Hydroxychloroquine does not impair antibody response to 13-valent pneumococcal conjugate vaccine in patients with cutaneous lupus erythematosus-A pilot study.

Abstract

Pneumococcal pneumonia is an important cause of morbidity and mortality among patients with lupus erythematosus. Therefore, a vaccination against pneumococcal infections prior to the immunosuppressive therapy is strongly recommended in these patients. Antimalarials are the standard first-line systemic therapy for cutaneous lupus erythematosus (CLE). However, as many as 50% of CLE patients can be recalcitrant to this treatment and may require more intense immunosuppressive management such as for example, methotrexate, mycophenolate mofetil or azathioprine. The main aim of the current study was to assess the immunogenicity of the pneumococcal conjugate vaccine (PCV) in patients with CLE receiving hydroxychloroquine (HCQ) for at least 6 months prior to the study entry. Twenty patients with CLE but not systemic lupus erythematosus (SLE) who were receiving HCQ and five age- and sex-matched healthy volunteers were included in this study. All individuals were vaccinated with 13-valent PCV. Levels of anti-pneumococcal capsular polysaccharide (anti-PCP) IgM and IgG antibodies were measured before and 6 weeks after vaccination.
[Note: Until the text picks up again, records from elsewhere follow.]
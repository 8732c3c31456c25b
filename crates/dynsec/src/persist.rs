// SPDX-License-Identifier: Apache-2.0 OR MIT
// Copyright (c) 2025-2026 naskel.com

//! Persistence of the default access policy
//!
//! The policy is kept in the dynamic-security state file under the
//! `defaultACLAccess` key, using the same entry shape as the admin wire
//! format:
//!
//! ```json
//! {
//!   "defaultACLAccess": [
//!     { "acltype": "publishClientSend", "allow": false },
//!     { "acltype": "publishClientReceive", "allow": true },
//!     { "acltype": "subscribe", "allow": false },
//!     { "acltype": "unsubscribe", "allow": true }
//!   ]
//! }
//! ```
//!
//! Other top-level keys (clients, groups, roles) belong to other stores and
//! are carried over untouched on save.

use crate::acl_type::AclType;
use crate::command::{raw_acl_entry, AclEntry};
use crate::error::PersistError;
use crate::policy::DefaultAccess;
use parking_lot::Mutex;
use serde_json::{Map, Value};
use std::fs::File;
use std::io::Write;
use std::path::{Path, PathBuf};
use std::sync::atomic::{AtomicBool, Ordering};

/// Key of the default access section in the state file
pub const DEFAULT_ACCESS_KEY: &str = "defaultACLAccess";

/// Persistence trigger called after every `setDefaultACLAccess`.
pub trait PolicyPersistence: Send + Sync {
    /// Durably store the full policy
    fn save(&self, policy: &DefaultAccess) -> Result<(), PersistError>;
}

/// Serialize a policy as the `defaultACLAccess` array
pub fn policy_to_value(policy: &DefaultAccess) -> Result<Value, PersistError> {
    let entries: Vec<AclEntry> = policy
        .entries()
        .iter()
        .map(|(t, allow)| AclEntry::new(*t, *allow))
        .collect();
    Ok(serde_json::to_value(entries)?)
}

/// Read a policy from a `defaultACLAccess` array.
///
/// Uses the same tolerance as the admin command: malformed or unknown
/// entries are skipped and leave the startup default in place.
pub fn policy_from_value(section: &Value) -> DefaultAccess {
    let mut policy = DefaultAccess::default();
    if let Some(entries) = section.as_array() {
        for (acltype, allow) in entries.iter().filter_map(raw_acl_entry) {
            if let Some(t) = AclType::from_name(acltype) {
                policy.set(t, allow);
            }
        }
    }
    policy
}

// ---------------------------------------------------------------------------
// JSON state file
// ---------------------------------------------------------------------------

/// Stores the policy in a JSON state file.
#[derive(Debug, Clone)]
pub struct JsonFilePersistence {
    path: PathBuf,
}

impl JsonFilePersistence {
    pub fn new(path: impl Into<PathBuf>) -> Self {
        Self { path: path.into() }
    }

    pub fn path(&self) -> &Path {
        &self.path
    }

    /// Restore the policy from disk.
    ///
    /// A missing file or a missing section yields the startup defaults.
    pub fn load(&self) -> Result<DefaultAccess, PersistError> {
        let doc = match self.read_document()? {
            Some(doc) => doc,
            None => {
                tracing::debug!(
                    "State file '{}' not found, using startup defaults",
                    self.path.display()
                );
                return Ok(DefaultAccess::default());
            }
        };

        match doc.get(DEFAULT_ACCESS_KEY) {
            Some(section) => Ok(policy_from_value(section)),
            None => Ok(DefaultAccess::default()),
        }
    }

    fn read_document(&self) -> Result<Option<Map<String, Value>>, PersistError> {
        let content = match std::fs::read_to_string(&self.path) {
            Ok(c) => c,
            Err(e) if e.kind() == std::io::ErrorKind::NotFound => return Ok(None),
            Err(e) => return Err(e.into()),
        };

        match serde_json::from_str::<Value>(&content)? {
            Value::Object(map) => Ok(Some(map)),
            _ => Err(PersistError::Format(format!(
                "'{}' is not a JSON object",
                self.path.display()
            ))),
        }
    }

    /// Path of the staging file renamed over the state file
    fn staging_path(&self) -> PathBuf {
        let mut name = self
            .path
            .file_name()
            .map(|n| n.to_os_string())
            .unwrap_or_default();
        name.push(".new");
        self.path.with_file_name(name)
    }
}

impl PolicyPersistence for JsonFilePersistence {
    fn save(&self, policy: &DefaultAccess) -> Result<(), PersistError> {
        let mut doc = self.read_document()?.unwrap_or_default();
        doc.insert(DEFAULT_ACCESS_KEY.to_string(), policy_to_value(policy)?);

        let json = serde_json::to_string_pretty(&Value::Object(doc))?;
        let staging = self.staging_path();
        let mut file = File::create(&staging)?;
        file.write_all(json.as_bytes())?;
        file.sync_all()?;
        drop(file);
        std::fs::rename(&staging, &self.path)?;

        tracing::debug!("Saved default ACL access to '{}'", self.path.display());
        Ok(())
    }
}

// ---------------------------------------------------------------------------
// In-memory
// ---------------------------------------------------------------------------

/// Records every saved snapshot instead of writing to disk.
#[derive(Debug, Default)]
pub struct MemoryPersistence {
    saved: Mutex<Vec<DefaultAccess>>,
    fail: AtomicBool,
}

impl MemoryPersistence {
    pub fn new() -> Self {
        Self::default()
    }

    /// Make subsequent saves fail with an I/O error
    pub fn set_failing(&self, fail: bool) {
        self.fail.store(fail, Ordering::SeqCst);
    }

    /// Number of save calls, including failed ones
    pub fn save_count(&self) -> usize {
        self.saved.lock().len()
    }

    pub fn last_saved(&self) -> Option<DefaultAccess> {
        self.saved.lock().last().copied()
    }
}

impl PolicyPersistence for MemoryPersistence {
    fn save(&self, policy: &DefaultAccess) -> Result<(), PersistError> {
        self.saved.lock().push(*policy);
        if self.fail.load(Ordering::SeqCst) {
            return Err(PersistError::Io(std::io::Error::new(
                std::io::ErrorKind::Other,
                "simulated save failure",
            )));
        }
        Ok(())
    }
}

#[cfg(test)]
mod tests {
    use super::*;
    use serde_json::json;

    #[test]
    fn test_missing_file_yields_defaults() {
        let dir = tempfile::tempdir().unwrap();
        let persist = JsonFilePersistence::new(dir.path().join("absent.json"));
        assert_eq!(persist.load().unwrap(), DefaultAccess::default());
    }

    #[test]
    fn test_save_then_load() {
        let dir = tempfile::tempdir().unwrap();
        let persist = JsonFilePersistence::new(dir.path().join("dynsec.json"));

        let policy = DefaultAccess {
            publish_client_send: true,
            publish_client_receive: false,
            subscribe: true,
            unsubscribe: false,
        };
        persist.save(&policy).unwrap();

        assert_eq!(persist.load().unwrap(), policy);
        assert!(!persist.staging_path().exists());
    }

    #[test]
    fn test_save_overwrites_previous_state() {
        let dir = tempfile::tempdir().unwrap();
        let persist = JsonFilePersistence::new(dir.path().join("dynsec.json"));

        persist
            .save(&DefaultAccess {
                subscribe: true,
                ..Default::default()
            })
            .unwrap();
        persist.save(&DefaultAccess::default()).unwrap();

        assert_eq!(persist.load().unwrap(), DefaultAccess::default());
        assert!(!persist.staging_path().exists());
    }

    #[test]
    fn test_save_into_missing_directory_fails() {
        let dir = tempfile::tempdir().unwrap();
        let persist = JsonFilePersistence::new(dir.path().join("absent").join("dynsec.json"));

        let err = persist.save(&DefaultAccess::default()).unwrap_err();
        assert!(matches!(err, PersistError::Io(_)));
        assert!(!persist.path().exists());
    }

    #[test]
    fn test_save_preserves_other_sections() {
        let dir = tempfile::tempdir().unwrap();
        let path = dir.path().join("dynsec.json");
        std::fs::write(
            &path,
            r#"{"clients":[{"username":"alice"}],"roles":[],"defaultACLAccess":[]}"#,
        )
        .unwrap();

        let persist = JsonFilePersistence::new(&path);
        persist
            .save(&DefaultAccess {
                unsubscribe: true,
                ..Default::default()
            })
            .unwrap();

        let doc: Value = serde_json::from_str(&std::fs::read_to_string(&path).unwrap()).unwrap();
        assert_eq!(doc["clients"], json!([{"username": "alice"}]));
        assert_eq!(doc["roles"], json!([]));
        assert_eq!(
            doc[DEFAULT_ACCESS_KEY],
            json!([
                {"acltype": "publishClientSend", "allow": false},
                {"acltype": "publishClientReceive", "allow": false},
                {"acltype": "subscribe", "allow": false},
                {"acltype": "unsubscribe", "allow": true}
            ])
        );
    }

    #[test]
    fn test_load_is_tolerant_of_bad_entries() {
        let dir = tempfile::tempdir().unwrap();
        let path = dir.path().join("dynsec.json");
        std::fs::write(
            &path,
            r#"{"defaultACLAccess":[
                {"acltype":"SUBSCRIBE","allow":true},
                {"acltype":"bogus","allow":true},
                {"acltype":"unsubscribe"},
                {"acltype":"publishClientSend","allow":"yes"}
            ]}"#,
        )
        .unwrap();

        let policy = JsonFilePersistence::new(&path).load().unwrap();
        assert_eq!(
            policy,
            DefaultAccess {
                subscribe: true,
                ..Default::default()
            }
        );
    }

    #[test]
    fn test_load_rejects_non_object_document() {
        let dir = tempfile::tempdir().unwrap();
        let path = dir.path().join("dynsec.json");
        std::fs::write(&path, "[1, 2, 3]").unwrap();

        let err = JsonFilePersistence::new(&path).load().unwrap_err();
        assert!(matches!(err, PersistError::Format(_)));
    }

    #[test]
    fn test_load_rejects_invalid_json() {
        let dir = tempfile::tempdir().unwrap();
        let path = dir.path().join("dynsec.json");
        std::fs::write(&path, "{not json").unwrap();

        let err = JsonFilePersistence::new(&path).load().unwrap_err();
        assert!(matches!(err, PersistError::Json(_)));
    }

    #[test]
    fn test_memory_persistence_failure_still_counts() {
        let persist = MemoryPersistence::new();
        persist.save(&DefaultAccess::default()).unwrap();
        persist.set_failing(true);
        assert!(persist.save(&DefaultAccess::default()).is_err());
        assert_eq!(persist.save_count(), 2);
    }
}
Anti-PCP IgM and IgG levels increased significantly in both CLE and controls upon vaccination (p < 0.0001 and p < 0.05, respectively). Ninety-five percentage of CLE patients and 80% of healthy volunteers achieved at least 2-fold increase in levels of anti-PCP IgG upon vaccination. Vaccination was good tolerated in both groups. The CLE activity score before vaccination was not modified thereafter. Hydroxychloroquine does not impair immune response to PCV13. The time period when patients with CLE are receiving HCQ could be used for immunization before more intense immunosuppressive therapy would be initiated.